Dalam dakwaan terbaru, Suu Kyi dituduh melanggar hukum yang  melarang publikasi informasi dengan dampak menyebabkan kekhawatiran atau mengganggu ketenangan publik. Tuduhan lain ditambahkan di bawah undang-undang telekomunikasi. 

Sidang kedua terhadap Suu Kyi dijadwalkan untuk digelar pada 15 Maret mendatang. Sejak kudeta militer terjadi pada 1 Maret lalu, Suu Kyi serta sejumlah pemimpin pemerintahan sipil Myanmar telah ditangkap dan datahan. 
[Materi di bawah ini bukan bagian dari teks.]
//! RUDP - selective reliability over UDP
//!
//! Every datagram is sent either unreliably (fire and forget) or reliably, in
//! which case it is numbered and resent until the peer confirms it. Receive
//! state is piggybacked on every outgoing datagram, so there are no separate
//! acknowledgment packets.
//!
//! ```no_run
//! use rudp::{dial, Network};
//!
//! # fn main() -> rudp::Result<()> {
//! let client = dial(Network::Udp4, "127.0.0.1", 8000)?;
//! client.send(b"hello", true)?;
//!
//! let mut buf = [0u8; 1500];
//! let received = client.receive(&mut buf)?;
//! println!("{} bytes, confirmed {:?}", received.len, received.confirmed);
//! # Ok(())
//! # }
//! ```

pub mod client;
pub mod config;
pub mod endpoint;
pub mod error;
pub mod server;

pub use rudp_io as io;
pub use rudp_protocol as protocol;

pub use client::Client;
pub use config::{EndpointConfig, DEFAULT_MAX_DATAGRAM_SIZE};
pub use endpoint::{
    dial, dial_with_config, listen, listen_with_config, resolve, Network, Received, Sent,
};
pub use error::{Result, RudpError};
pub use server::Server;

// Re-export commonly used types
pub use protocol::{ConnectionStats, SeqNumber};
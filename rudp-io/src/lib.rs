//! RUDP I/O and Platform Abstraction
//!
//! This crate provides the blocking UDP socket used by RUDP endpoints and
//! small timing helpers for callers that drive retransmission themselves.

pub mod socket;
pub mod time;

pub use socket::{RudpSocket, SocketError, SocketOptions};
pub use time::{millis_since, Timer};
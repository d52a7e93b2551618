//! Time utilities for RUDP
//!
//! Retransmission in RUDP only happens when the owner calls into an endpoint,
//! so applications that want resends while their peer is silent tick the
//! endpoint periodically. `Timer` paces that.

use std::time::{Duration, Instant};

/// Milliseconds elapsed between `earlier` and `now`, zero if `now` is older
#[inline]
pub fn millis_since(earlier: Instant, now: Instant) -> u64 {
    now.saturating_duration_since(earlier)
        .as_millis()
        .try_into()
        .unwrap_or(u64::MAX)
}

/// Timer for periodic operations
///
/// Used for retransmission ticks and statistics output.
pub struct Timer {
    interval: Duration,
    last_fire: Instant,
}

impl Timer {
    /// Create a new timer with the given interval
    pub fn new(interval: Duration) -> Self {
        Timer {
            interval,
            last_fire: Instant::now(),
        }
    }

    pub fn interval(&self) -> Duration {
        self.interval
    }

    /// Check if the timer has expired
    pub fn expired(&self) -> bool {
        self.last_fire.elapsed() >= self.interval
    }

    /// Reset the timer
    pub fn reset(&mut self) {
        self.last_fire = Instant::now();
    }

    /// Get time until next expiration
    pub fn time_until_expiration(&self) -> Duration {
        self.interval.saturating_sub(self.last_fire.elapsed())
    }

    /// Fire the timer if expired, returning true if it fired
    pub fn try_fire(&mut self) -> bool {
        if self.expired() {
            self.reset();
            true
        } else {
            false
        }
    }
}
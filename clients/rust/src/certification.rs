use crate::{APIResponse, BaseClient};
use certwatch_api_structs::*;
use certwatch_domain::{AttachedFile, CertificationState, ID};
use reqwest::StatusCode;
use std::sync::Arc;

#[derive(Clone)]
pub struct CertificationClient {
    base: Arc<BaseClient>,
}

#[derive(Default)]
pub struct GetCertificationsInput {
    pub status: Option<CertificationState>,
    pub category: Option<String>,
    /// Only used by platform admins
    pub tenant_id: Option<ID>,
}

pub struct AttachCertificateInput {
    pub achievement_id: ID,
    pub certificate_number: Option<String>,
    pub attached_file: Option<AttachedFile>,
}

impl CertificationClient {
    pub(crate) fn new(base: Arc<BaseClient>) -> Self {
        Self { base }
    }

    pub async fn get(
        &self,
        input: GetCertificationsInput,
    ) -> APIResponse<get_certifications::APIResponse> {
        let query = get_certifications::QueryParams {
            status: input.status,
            category: input.category,
            tenant_id: input.tenant_id,
        };
        self.base
            .get_with_query("certifications".into(), &query, StatusCode::OK)
            .await
    }

    pub async fn send_reminder(
        &self,
        achievement_id: ID,
    ) -> APIResponse<send_certification_reminder::APIResponse> {
        self.base
            .post::<_, ()>(
                None,
                format!("certifications/{}/reminders", achievement_id),
                StatusCode::OK,
            )
            .await
    }

    pub async fn get_reminders(
        &self,
        achievement_id: ID,
    ) -> APIResponse<get_certification_reminders::APIResponse> {
        self.base
            .get(
                format!("certifications/{}/reminders", achievement_id),
                StatusCode::OK,
            )
            .await
    }

    pub async fn attach_certificate(
        &self,
        input: AttachCertificateInput,
    ) -> APIResponse<attach_certificate::APIResponse> {
        let body = attach_certificate::RequestBody {
            certificate_number: input.certificate_number,
            attached_file: input.attached_file,
        };
        self.base
            .put(
                body,
                format!("certifications/{}/certificate", input.achievement_id),
                StatusCode::OK,
            )
            .await
    }
}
Aksi unjuk rasa yang menuntut kudeta militer diakhiri serta pembebasan terhadap pemimpin pemerintahan sipil juga terus berlangsung sejak 1 Februari lalu. Bentrokan dan tindakan keras pihak berwenang terhadap para demonstran telah menjadi sorotan internasional, dengan kekacauan dan stabilitas negara Asia Tenggara itu telah terganggu. 

 

Demonstrasi juga telah berlangsung selama sedang Suu Kyi digelar. Di Yangon, polisi dilaporkan menggunakan granat kejut dan gas air mata untuk membubarkan pengunjuk rasa. 

Tidak ada laporan langsung tentang korban pada Senin (1/3). Namun, pada Ahad (28/2), polisi telah menembak kerumunan massa  sejumlah lokasi unjuk rasa di Myanmar dan secara keseluruhan ada  18 orang dilaporkan tewas. 

"Kami harus melanjutkan protes apapun yang terjadi. Ini lingkungan saya. Lingkungan yang indah, tetapi sekarang kami mendengar suara tembakan dan kami tidak merasa aman di rumah,”  ujar seorang warga bernama Thar Nge melalui telepon setelah polisi menembakkan gas air mata memaksanya untuk meninggalkan barikade di lokasi unjuk rasa di Yangon.

Sebelumnya, polisi dengan meriam air dan kendaraan militer dimobilisasi ke titik-titik protes di Yangon saat kerumunan berkumpul. Demonstran terlihat berbaris meneriakkan seruan untuk mendukung demokrasi sambil memegang foto Suu Kyi. 

Dalam sebuah unggahan pada Ahad (28/2), surat kabar Global New Light of Myanmar yang dikelola pemerintah negara itu memperingatkan tindakan keras akan diambil terhadap massa anarkis yang tidak dapat diabaikan oleh militer. Asosiasi Bantuan untuk Tahanan Politik mengatakan di hari yang sama sedikitnya 270 orang ditahan, dari total 1.132 yang dikatakan telah ditangkap, didakwa atau dijatuhi hukuman sejak kudeta terjadi awal bulan lalu.

Sementara beberapa negara Barat telah memberlakukan sanksi terbatas, para jenderal Myanmar mengabaikan tekanan diplomatik dengan dukungan dari China dan Rusia. Junta Militer berjanji akan mengadakan pemilihan baru, namun hingga saat ini belum menetapkan tanggal.